Exercise instructions
Go through the entries below and collect each line with the string "last" in it.

[Dataset records]
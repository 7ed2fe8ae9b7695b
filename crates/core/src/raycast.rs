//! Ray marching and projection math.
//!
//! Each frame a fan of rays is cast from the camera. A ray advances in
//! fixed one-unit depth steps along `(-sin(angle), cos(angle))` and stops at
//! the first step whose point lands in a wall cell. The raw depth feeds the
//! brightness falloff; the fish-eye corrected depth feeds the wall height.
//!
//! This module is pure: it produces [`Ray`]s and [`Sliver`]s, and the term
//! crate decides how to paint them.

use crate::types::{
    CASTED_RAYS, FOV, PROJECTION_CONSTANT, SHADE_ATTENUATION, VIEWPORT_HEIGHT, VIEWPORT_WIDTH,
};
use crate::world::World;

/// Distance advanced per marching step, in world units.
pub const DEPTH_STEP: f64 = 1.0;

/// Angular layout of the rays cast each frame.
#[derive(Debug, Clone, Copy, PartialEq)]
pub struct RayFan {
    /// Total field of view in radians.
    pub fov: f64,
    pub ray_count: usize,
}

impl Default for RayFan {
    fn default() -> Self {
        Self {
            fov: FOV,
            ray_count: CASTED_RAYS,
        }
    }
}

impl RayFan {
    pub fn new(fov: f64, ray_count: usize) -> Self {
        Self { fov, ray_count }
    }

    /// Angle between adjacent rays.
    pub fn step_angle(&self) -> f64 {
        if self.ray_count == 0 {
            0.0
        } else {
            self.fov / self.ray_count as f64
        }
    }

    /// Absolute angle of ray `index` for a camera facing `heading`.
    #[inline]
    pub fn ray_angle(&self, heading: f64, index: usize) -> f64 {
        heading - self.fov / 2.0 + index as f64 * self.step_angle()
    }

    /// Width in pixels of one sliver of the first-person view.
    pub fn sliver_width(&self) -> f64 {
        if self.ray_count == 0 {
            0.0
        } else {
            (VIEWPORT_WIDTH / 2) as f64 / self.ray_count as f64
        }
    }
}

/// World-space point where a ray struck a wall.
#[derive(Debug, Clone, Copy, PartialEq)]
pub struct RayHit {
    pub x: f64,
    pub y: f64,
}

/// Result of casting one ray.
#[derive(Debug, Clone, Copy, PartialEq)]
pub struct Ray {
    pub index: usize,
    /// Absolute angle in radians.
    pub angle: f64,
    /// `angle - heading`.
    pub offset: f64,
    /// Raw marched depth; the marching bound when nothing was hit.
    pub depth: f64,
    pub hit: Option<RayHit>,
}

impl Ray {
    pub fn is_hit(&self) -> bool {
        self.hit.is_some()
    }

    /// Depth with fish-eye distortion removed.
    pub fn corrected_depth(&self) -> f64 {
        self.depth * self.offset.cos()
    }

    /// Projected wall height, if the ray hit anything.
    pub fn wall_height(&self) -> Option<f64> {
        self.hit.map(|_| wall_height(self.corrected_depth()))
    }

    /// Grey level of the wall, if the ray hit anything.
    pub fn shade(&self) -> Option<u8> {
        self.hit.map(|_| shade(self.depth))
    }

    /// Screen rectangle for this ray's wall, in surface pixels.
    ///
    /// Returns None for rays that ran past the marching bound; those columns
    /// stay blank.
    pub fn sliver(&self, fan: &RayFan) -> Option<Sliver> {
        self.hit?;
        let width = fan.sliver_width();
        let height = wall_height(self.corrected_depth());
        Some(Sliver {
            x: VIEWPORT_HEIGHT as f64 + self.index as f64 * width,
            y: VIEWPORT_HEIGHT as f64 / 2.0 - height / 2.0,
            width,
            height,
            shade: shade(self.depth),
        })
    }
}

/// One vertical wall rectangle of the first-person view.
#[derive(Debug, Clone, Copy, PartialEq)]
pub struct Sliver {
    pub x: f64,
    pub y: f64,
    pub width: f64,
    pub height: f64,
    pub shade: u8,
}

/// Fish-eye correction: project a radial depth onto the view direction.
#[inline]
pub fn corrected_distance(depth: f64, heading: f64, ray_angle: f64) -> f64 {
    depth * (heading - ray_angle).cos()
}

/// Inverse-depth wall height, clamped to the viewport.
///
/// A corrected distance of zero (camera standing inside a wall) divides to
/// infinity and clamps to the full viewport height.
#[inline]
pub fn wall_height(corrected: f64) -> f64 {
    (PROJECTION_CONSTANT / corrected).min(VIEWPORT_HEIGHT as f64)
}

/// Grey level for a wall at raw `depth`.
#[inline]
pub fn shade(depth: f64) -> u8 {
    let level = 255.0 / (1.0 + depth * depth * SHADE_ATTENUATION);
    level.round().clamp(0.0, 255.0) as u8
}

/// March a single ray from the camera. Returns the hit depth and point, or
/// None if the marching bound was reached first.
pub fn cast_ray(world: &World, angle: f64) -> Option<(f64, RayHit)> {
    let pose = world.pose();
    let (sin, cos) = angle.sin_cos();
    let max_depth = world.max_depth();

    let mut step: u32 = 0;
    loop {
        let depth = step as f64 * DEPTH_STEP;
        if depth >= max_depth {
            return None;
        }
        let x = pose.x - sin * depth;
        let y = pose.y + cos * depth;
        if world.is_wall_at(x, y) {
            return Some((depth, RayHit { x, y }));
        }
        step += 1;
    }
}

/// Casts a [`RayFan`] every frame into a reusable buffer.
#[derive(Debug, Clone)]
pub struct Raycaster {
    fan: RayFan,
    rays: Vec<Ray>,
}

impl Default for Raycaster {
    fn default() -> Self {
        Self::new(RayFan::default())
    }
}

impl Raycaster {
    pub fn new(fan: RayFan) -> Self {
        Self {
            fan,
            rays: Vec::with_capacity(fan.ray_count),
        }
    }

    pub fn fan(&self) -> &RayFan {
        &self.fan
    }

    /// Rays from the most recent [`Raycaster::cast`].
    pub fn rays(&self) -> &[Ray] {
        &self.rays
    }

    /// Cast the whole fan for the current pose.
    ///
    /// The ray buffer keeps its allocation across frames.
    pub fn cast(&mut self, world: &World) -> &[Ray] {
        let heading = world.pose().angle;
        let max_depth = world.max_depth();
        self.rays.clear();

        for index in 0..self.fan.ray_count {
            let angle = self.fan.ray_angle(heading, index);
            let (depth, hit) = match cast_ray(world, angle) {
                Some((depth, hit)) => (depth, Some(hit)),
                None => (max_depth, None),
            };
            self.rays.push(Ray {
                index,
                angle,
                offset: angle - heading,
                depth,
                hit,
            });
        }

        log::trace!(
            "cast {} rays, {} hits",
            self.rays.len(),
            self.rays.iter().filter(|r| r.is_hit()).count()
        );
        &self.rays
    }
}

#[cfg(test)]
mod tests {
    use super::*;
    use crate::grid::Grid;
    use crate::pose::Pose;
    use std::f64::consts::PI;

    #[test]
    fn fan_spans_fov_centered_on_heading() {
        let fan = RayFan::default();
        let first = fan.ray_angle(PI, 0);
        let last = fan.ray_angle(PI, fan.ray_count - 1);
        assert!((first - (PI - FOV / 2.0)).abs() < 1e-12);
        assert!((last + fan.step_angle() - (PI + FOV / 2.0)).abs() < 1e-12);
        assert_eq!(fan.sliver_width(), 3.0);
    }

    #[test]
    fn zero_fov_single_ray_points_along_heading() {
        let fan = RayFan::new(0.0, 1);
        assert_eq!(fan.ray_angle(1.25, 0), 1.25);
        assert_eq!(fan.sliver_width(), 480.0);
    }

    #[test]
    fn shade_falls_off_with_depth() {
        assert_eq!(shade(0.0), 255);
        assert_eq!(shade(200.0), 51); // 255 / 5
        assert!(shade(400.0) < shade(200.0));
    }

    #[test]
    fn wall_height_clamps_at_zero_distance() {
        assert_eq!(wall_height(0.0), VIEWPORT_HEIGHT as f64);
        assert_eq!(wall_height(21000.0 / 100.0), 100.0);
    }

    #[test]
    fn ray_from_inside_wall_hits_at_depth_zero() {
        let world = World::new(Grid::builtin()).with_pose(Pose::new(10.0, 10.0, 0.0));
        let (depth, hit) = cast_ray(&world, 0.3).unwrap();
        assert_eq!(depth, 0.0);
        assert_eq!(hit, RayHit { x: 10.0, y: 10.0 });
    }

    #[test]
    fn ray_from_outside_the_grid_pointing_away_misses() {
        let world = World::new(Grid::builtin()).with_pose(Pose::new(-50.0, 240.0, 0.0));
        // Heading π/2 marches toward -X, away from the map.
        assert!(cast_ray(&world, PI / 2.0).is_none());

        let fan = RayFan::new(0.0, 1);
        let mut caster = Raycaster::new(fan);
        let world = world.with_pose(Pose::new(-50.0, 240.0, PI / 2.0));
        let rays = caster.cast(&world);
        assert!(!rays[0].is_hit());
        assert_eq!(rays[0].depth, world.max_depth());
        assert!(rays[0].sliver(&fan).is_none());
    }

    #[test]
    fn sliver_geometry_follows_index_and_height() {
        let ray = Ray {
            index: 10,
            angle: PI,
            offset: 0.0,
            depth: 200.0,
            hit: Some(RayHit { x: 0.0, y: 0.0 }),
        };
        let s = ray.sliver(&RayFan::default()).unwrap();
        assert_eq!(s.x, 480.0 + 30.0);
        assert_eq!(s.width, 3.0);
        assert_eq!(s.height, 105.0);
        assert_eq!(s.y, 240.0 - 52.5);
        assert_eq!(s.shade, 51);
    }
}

Completed exercise
        let last = fan.ray_angle(PI, fan.ray_count - 1);
        assert!((last + fan.step_angle() - (PI + FOV / 2.0)).abs() < 1e-12);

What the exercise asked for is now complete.